In the United States, Opportunity Zones are designated by State governments using census income data. The zones are targeted (for the most part) at low-income census tracts. Under the policy, when a community gets designated as an “Opportunity Zone” the federal government will allow investors to defer capital gains taxes on investments provided the money is reinvested in those communities.
Most often, the money is invested through “Qualified Opportunity Funds” which are set up to invest in either real estate development or directly in businesses in the community through an equity stake. For example, a Qualified Opportunity Fund could purchase and install new solar panels, or it could buy an apartment building and substantially improve it.
To date, over 8,800 Opportunity Zones have been designated in the United States, leveraging $75 billion in private capital and an estimated $11 billion in new wealth for residents living in those communities.

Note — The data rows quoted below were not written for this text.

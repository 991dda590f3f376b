//! Per-binding isolated SQL database, with a script-visible surface whose
//! operations never synchronously throw — see [`crate::engine::pending`].

use super::classify::{check_allowed, classify, split_statements, StatementKind};
use super::dbid::database_path;
use super::value::SqlValue;
use crate::engine::pending::Pending;
use crate::error::{Error, Result};
use parking_lot::Mutex;
use std::path::Path;
use std::time::{Duration, Instant};

/// Rows and columns returned from a query-path statement.
#[derive(Debug, Clone, PartialEq)]
pub struct QueryResult {
    /// Column names, in positional order.
    pub columns: Vec<String>,
    /// Each row's values, in the same order as `columns`.
    pub rows: Vec<Vec<SqlValue>>,
    /// Number of rows read while producing this result.
    pub rows_read: u64,
}

/// The outcome of an exec-path statement.
#[derive(Debug, Clone, Copy, PartialEq)]
pub struct ExecResult {
    /// Rows affected by the statement.
    pub changes: i64,
    /// `ROWID` of the last inserted row, if any.
    pub last_row_id: i64,
    /// Whether the statement changed anything (`changes > 0`).
    pub changed_db: bool,
    /// Same as `changes`, named per the script-facing field.
    pub rows_written: i64,
}

/// The outcome of `Database::exec`, which may run several statements.
#[derive(Debug, Clone, Copy, PartialEq)]
pub struct ExecSummary {
    /// Number of statements successfully executed.
    pub count: u64,
    /// Wall-clock time taken.
    pub duration: Duration,
}

/// The result of `first(column?)`.
#[derive(Debug, Clone, PartialEq)]
pub enum FirstResult {
    /// There were no rows.
    NoRows,
    /// No column was requested: the whole first row, as ordered pairs.
    Row(Vec<(String, SqlValue)>),
    /// A column was requested: its value in the first row, or `None` if no
    /// column with that name exists. When duplicate column names occur, the
    /// first match wins.
    Column(Option<SqlValue>),
}

/// A prepared statement bound to a particular SQL text and, optionally, a
/// set of bound parameters. `bind` returns a *new* statement; it never
/// mutates the one it was called on.
#[derive(Debug, Clone)]
pub struct PreparedStatement {
    sql: String,
    params: Vec<SqlValue>,
}

impl PreparedStatement {
    /// Returns a new statement with `params` bound, leaving `self`
    /// unchanged.
    #[must_use]
    pub fn bind(&self, params: Vec<SqlValue>) -> Self {
        Self {
            sql: self.sql.clone(),
            params,
        }
    }
}

/// An isolated, per-binding SQL database.
pub struct SqlBridge {
    conn: Mutex<rusqlite::Connection>,
}

impl SqlBridge {
    /// Opens (creating if needed) the database for `database_id` under
    /// `data_dir`, setting WAL journaling mode.
    ///
    /// # Errors
    /// Returns a validation error if `database_id` is invalid, or a runtime
    /// error if the database cannot be opened.
    pub fn open(data_dir: &Path, database_id: &str) -> Result<Self> {
        let path = database_path(data_dir, database_id)?;
        if let Some(parent) = path.parent() {
            std::fs::create_dir_all(parent)?;
        }
        let conn = rusqlite::Connection::open(&path)?;
        conn.pragma_update(None, "journal_mode", "WAL")?;
        Ok(Self {
            conn: Mutex::new(conn),
        })
    }

    /// Opens an in-memory database, for tests and ephemeral bindings.
    ///
    /// # Errors
    /// Returns a runtime error if the in-memory database cannot be opened.
    pub fn open_in_memory() -> Result<Self> {
        let conn = rusqlite::Connection::open_in_memory()?;
        Ok(Self {
            conn: Mutex::new(conn),
        })
    }

    /// Builds a (synchronous, no I/O yet) prepared statement.
    #[must_use]
    pub fn prepare(&self, sql: &str) -> PreparedStatement {
        PreparedStatement {
            sql: sql.to_string(),
            params: Vec::new(),
        }
    }

    /// Runs `statement` on the query path, returning all rows.
    pub fn all(&self, statement: &PreparedStatement) -> Pending<QueryResult> {
        Pending::from_result(self.run_query(statement))
    }

    /// Runs `statement` and returns the first row, or the value of one
    /// column from it.
    pub fn first(&self, statement: &PreparedStatement, column: Option<&str>) -> Pending<FirstResult> {
        Pending::from_result(self.run_first(statement, column))
    }

    /// Like [`all`], but the script surface renders rows as arrays rather
    /// than column-keyed records; `with_column_names` additionally reports
    /// the column list once.
    ///
    /// [`all`]: SqlBridge::all
    pub fn raw(&self, statement: &PreparedStatement, with_column_names: bool) -> Pending<QueryResult> {
        Pending::from_result(self.run_query(statement).map(|mut result| {
            if !with_column_names {
                result.columns.clear();
            }
            result
        }))
    }

    /// Runs `statement` on the exec path.
    pub fn run(&self, statement: &PreparedStatement) -> Pending<ExecResult> {
        Pending::from_result(self.run_exec(statement))
    }

    /// Runs every statement in `batch`, in order. Any failure rejects the
    /// whole call; statements are not rolled back (all-or-nothing by
    /// rejection, not by transaction — see DESIGN.md).
    pub fn batch(&self, batch: &[PreparedStatement]) -> Pending<Vec<ExecResult>> {
        let mut results = Vec::with_capacity(batch.len());
        for statement in batch {
            match self.run_exec(statement) {
                Ok(result) => results.push(result),
                Err(err) => return Pending::Rejected(err.script_message()),
            }
        }
        Pending::Fulfilled(results)
    }

    /// Splits `sql` on semicolons (honoring quoted literals) and executes
    /// each statement in turn, skipping empty ones. A failing statement
    /// rejects the whole call without rolling back prior statements.
    pub fn exec(&self, sql: &str) -> Pending<ExecSummary> {
        let start = Instant::now();
        let statements = split_statements(sql);
        for statement in &statements {
            if let Err(err) = check_allowed(statement) {
                return Pending::Rejected(err.script_message());
            }
            if let Err(err) = self.execute_raw(statement) {
                return Pending::Rejected(err.script_message());
            }
        }
        Pending::Fulfilled(ExecSummary {
            count: statements.len() as u64,
            duration: start.elapsed(),
        })
    }

    /// Always rejects: dumping the whole database is unsupported.
    #[must_use]
    pub fn dump(&self) -> Pending<Vec<u8>> {
        Pending::rejected("dump is not supported")
    }

    fn run_query(&self, statement: &PreparedStatement) -> Result<QueryResult> {
        check_allowed(&statement.sql)?;
        if classify(&statement.sql) != StatementKind::Query {
            return Err(Error::validation(
                "statement is not a query (expected SELECT/PRAGMA/WITH)",
            ));
        }
        let conn = self.conn.lock();
        let mut stmt = conn.prepare(&statement.sql)?;
        let columns: Vec<String> = stmt.column_names().iter().map(|s| (*s).to_string()).collect();
        let params = statement
            .params
            .iter()
            .map(|p| p as &dyn rusqlite::ToSql)
            .collect::<Vec<_>>();
        let mut rows_read = 0u64;
        let mut rows = Vec::new();
        let mut sqlite_rows = stmt.query(params.as_slice())?;
        while let Some(row) = sqlite_rows.next()? {
            rows_read += 1;
            let mut values = Vec::with_capacity(columns.len());
            for i in 0..columns.len() {
                values.push(SqlValue::from_ref(row.get_ref(i)?));
            }
            rows.push(values);
        }
        Ok(QueryResult {
            columns,
            rows,
            rows_read,
        })
    }

    fn run_first(&self, statement: &PreparedStatement, column: Option<&str>) -> Result<FirstResult> {
        let result = self.run_query(statement)?;
        let Some(first_row) = result.rows.into_iter().next() else {
            return Ok(FirstResult::NoRows);
        };
        match column {
            None => Ok(FirstResult::Row(
                result.columns.into_iter().zip(first_row).collect(),
            )),
            Some(name) => {
                let value = result
                    .columns
                    .iter()
                    .position(|c| c == name)
                    .map(|idx| first_row[idx].clone());
                Ok(FirstResult::Column(value))
            }
        }
    }

    fn run_exec(&self, statement: &PreparedStatement) -> Result<ExecResult> {
        check_allowed(&statement.sql)?;
        if classify(&statement.sql) == StatementKind::Query {
            return Err(Error::validation(
                "statement is a query; use all()/first()/raw() instead of run()",
            ));
        }
        let conn = self.conn.lock();
        let params = statement
            .params
            .iter()
            .map(|p| p as &dyn rusqlite::ToSql)
            .collect::<Vec<_>>();
        let changes = conn.execute(&statement.sql, params.as_slice())? as i64;
        let last_row_id = conn.last_insert_rowid();
        Ok(ExecResult {
            changes,
            last_row_id,
            changed_db: changes > 0,
            rows_written: changes,
        })
    }

    fn execute_raw(&self, sql: &str) -> Result<()> {
        let conn = self.conn.lock();
        conn.execute_batch(sql)?;
        Ok(())
    }
}

#[cfg(test)]
mod tests {
    use super::*;

    fn setup() -> SqlBridge {
        let bridge = SqlBridge::open_in_memory().unwrap();
        bridge
            .exec("CREATE TABLE t (id INTEGER PRIMARY KEY, name TEXT)")
            .unwrap_fulfilled();
        bridge
            .exec("INSERT INTO t (name) VALUES ('alice'); INSERT INTO t (name) VALUES ('bob')")
            .unwrap_fulfilled();
        bridge
    }

    #[test]
    fn all_returns_rows_with_column_names() {
        let bridge = setup();
        let stmt = bridge.prepare("SELECT id, name FROM t ORDER BY id");
        let result = bridge.all(&stmt).unwrap_fulfilled();
        assert_eq!(result.columns, vec!["id", "name"]);
        assert_eq!(result.rows.len(), 2);
        assert_eq!(result.rows[0][1], SqlValue::Text("alice".to_string()));
    }

    #[test]
    fn bind_does_not_mutate_receiver() {
        let bridge = setup();
        let base = bridge.prepare("SELECT name FROM t WHERE id = ?1");
        let bound_a = base.bind(vec![SqlValue::Integer(1)]);
        let bound_b = base.bind(vec![SqlValue::Integer(2)]);

        let result_a = bridge.all(&bound_a).unwrap_fulfilled();
        let result_b = bridge.all(&bound_b).unwrap_fulfilled();
        assert_eq!(result_a.rows[0][0], SqlValue::Text("alice".to_string()));
        assert_eq!(result_b.rows[0][0], SqlValue::Text("bob".to_string()));
        assert!(base.params.is_empty());
    }

    #[test]
    fn first_with_missing_column_returns_none() {
        let bridge = setup();
        let stmt = bridge.prepare("SELECT id, name FROM t ORDER BY id LIMIT 1");
        let result = bridge.first(&stmt, Some("nonexistent")).unwrap_fulfilled();
        assert_eq!(result, FirstResult::Column(None));
    }

    #[test]
    fn first_with_no_rows_is_no_rows() {
        let bridge = setup();
        let stmt = bridge.prepare("SELECT * FROM t WHERE id = 999");
        assert_eq!(bridge.first(&stmt, None).unwrap_fulfilled(), FirstResult::NoRows);
    }

    #[test]
    fn run_returns_change_metadata() {
        let bridge = setup();
        let stmt = bridge.prepare("UPDATE t SET name = 'carol' WHERE id = 1");
        let result = bridge.run(&stmt).unwrap_fulfilled();
        assert_eq!(result.changes, 1);
        assert!(result.changed_db);
    }

    #[test]
    fn attach_and_forbidden_pragma_are_policy_rejections_not_panics() {
        let bridge = setup();
        let attach = bridge.exec("ATTACH DATABASE 'x' AS y");
        assert!(attach.is_rejected());

        let stmt = bridge.prepare("PRAGMA synchronous = OFF");
        let rejected = bridge.run(&stmt);
        assert!(rejected.is_rejected());
    }

    #[test]
    fn query_against_missing_table_rejects_rather_than_panics() {
        let bridge = setup();
        let stmt = bridge.prepare("SELECT * FROM nonexistent_table_xyz");
        let result = bridge.all(&stmt);
        assert!(result.is_rejected());
    }

    #[test]
    fn exec_runs_multiple_statements_and_counts_them() {
        let bridge = setup();
        let summary = bridge
            .exec("INSERT INTO t (name) VALUES ('dora'); INSERT INTO t (name) VALUES ('eve');")
            .unwrap_fulfilled();
        assert_eq!(summary.count, 2);
    }

    #[test]
    fn dump_always_rejects() {
        let bridge = setup();
        assert!(bridge.dump().is_rejected());
    }

    #[test]
    fn open_creates_file_with_wal_mode() {
        let dir = tempfile::tempdir().unwrap();
        let bridge = SqlBridge::open(dir.path(), "tenant-1").unwrap();
        bridge.exec("CREATE TABLE t (id INTEGER)").unwrap_fulfilled();
        assert!(dir.path().join("sql").join("tenant-1.db").exists());
    }

    #[test]
    fn open_rejects_invalid_database_id() {
        let dir = tempfile::tempdir().unwrap();
        assert!(SqlBridge::open(dir.path(), "../escape").is_err());
    }
}
//! Streaming and bulk compression/decompression.
//!
//! Both the bulk (`compress`/`decompress`) and the streaming
//! (`init`/`chunk`/`flush`) APIs are kept: the bulk path is useful to direct
//! callers that already have the whole buffer, and the streaming path is
//! what `CompressionStream`/`DecompressionStream` need.

mod bulk;
mod format;
mod stream;

pub use bulk::{compress, decompress, MAX_DECOMPRESSED_BYTES};
pub use format::Format;
pub use stream::{CompressStreamState, Mode, StreamRegistry};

The Government of Ontario should implement Opportunity Zones to stimulate investment in struggling communities including those in rural and Northern Ontario. Ontario has already shown a desire to encourage growth in non-traditional municipalities through its creation of the Regional Opportunities Investment Tax Credit, which provides a 10 per cent refundable tax credit to businesses that make physical investments in non-GTA municipalities.
Queen’s Park should take this idea a step further by endorsing Opportunity Zones, which provide preferential tax treatment for investments in provincially identified communities and locales.
Opportunity Zones would undoubtedly stimulate investment in rural and Norther Ontario. They could also be used for less developed or well-off areas within the Greater Toronto Area.
In light of the pandemic, eligible investments could include more than just investments that create new industrial businesses or residential developments but rather could help build a case for office re-location to these communities given the potential long-term endorsement of remote work.
Furthermore, they can help reduce the number of grants and loans given to businesses to attract investment, a practice that has faced recurrent scrutiny as a form of ‘corporate welfare’ that picks winners and losers. Other than the geographic requirements, Opportunity Zones do not discriminate based on the company or project, therefore making them an equitable, sustainable policy solution.